• _Data for analysis_:
.....

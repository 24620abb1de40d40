mod config;
pub mod database;
pub mod kv;

pub use config::{AiConfig, CoachConfig, Config};
pub use database::{Database, SessionRecord};
pub use kv::{KvStore, MemoryKv};

use std::path::PathBuf;

use crate::error::ConfigError;

/// Returns the data directory, creating it if needed.
///
/// `LIFEBOARD_HOME` wins when set. Otherwise `~/.config/lifeboard[-dev]/`,
/// with `LIFEBOARD_ENV=dev` selecting the development directory.
///
/// # Errors
/// Returns an error if creating the directory fails.
pub fn data_dir() -> Result<PathBuf, ConfigError> {
    let dir = match std::env::var_os("LIFEBOARD_HOME") {
        Some(home) if !home.is_empty() => PathBuf::from(home),
        _ => {
            let base_dir = dirs::home_dir()
                .unwrap_or_else(|| PathBuf::from("."))
                .join(".config");
            let env = std::env::var("LIFEBOARD_ENV").unwrap_or_else(|_| "production".to_string());
            if env == "dev" {
                base_dir.join("lifeboard-dev")
            } else {
                base_dir.join("lifeboard")
            }
        }
    };

    std::fs::create_dir_all(&dir).map_err(|e| ConfigError::DataDir {
        path: dir.clone(),
        message: e.to_string(),
    })?;
    Ok(dir)
}
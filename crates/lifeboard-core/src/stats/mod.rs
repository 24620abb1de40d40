//! Statistics module for Lifeboard
//!
//! Everything here is derived state: recomputed from the task and habit
//! collections on every read, never stored or mutated on its own.

mod life_score;

pub use life_score::{
    compute_stats, habit_consistency, life_score, UserStats, BASE_COMPONENT, HABIT_COMPONENT,
    TASK_WEIGHT,
};
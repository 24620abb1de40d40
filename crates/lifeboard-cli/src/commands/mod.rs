pub mod coach;
pub mod config;
pub mod dashboard;
pub mod habit;
pub mod note;
pub mod task;
pub mod timer;

use lifeboard_core::{AiGateway, Config, Dashboard, Database, Event, GeminiClient};

pub type CmdResult = Result<(), Box<dyn std::error::Error>>;

/// Everything a command needs: the database, configuration and the
/// dashboard restored from its slots.
pub struct Session {
    pub db: Database,
    pub config: Config,
    pub dashboard: Dashboard,
}

impl Session {
    pub fn open() -> Result<Self, Box<dyn std::error::Error>> {
        let db = Database::open()?;
        let config = Config::load_or_default();
        let dashboard = Dashboard::load(&db, &config.coach.welcome_message)?;
        Ok(Self {
            db,
            config,
            dashboard,
        })
    }

    pub fn gateway(&self) -> Result<AiGateway<GeminiClient>, Box<dyn std::error::Error>> {
        Ok(AiGateway::from_config(&self.config.ai)?)
    }

    /// Log a finished countdown to the session table.
    pub fn record(&self, event: &Event) -> CmdResult {
        if let Event::TimerCompleted {
            mode,
            duration_secs,
            at,
        } = event
        {
            let id = self.db.record_session(*mode, *duration_secs, *at)?;
            tracing::info!(session = id, mode = %mode, "session recorded");
        }
        Ok(())
    }

    /// Catch the timer up with the wall clock, recording a run that finished
    /// since the last invocation.
    pub fn sync_timer(&mut self) -> Result<Option<Event>, Box<dyn std::error::Error>> {
        let event = self.dashboard.timer.sync();
        if let Some(event) = &event {
            self.record(event)?;
        }
        Ok(event)
    }

    pub fn save(&self) -> CmdResult {
        self.dashboard.save(&self.db)?;
        Ok(())
    }
}

pub fn print_json<T: serde::Serialize + ?Sized>(value: &T) -> CmdResult {
    println!("{}", serde_json::to_string_pretty(value)?);
    Ok(())
}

.....

• _Task details_:
For the records above, state how many lines contain the word "with". Give only the number.

• _Completed exercise_:
2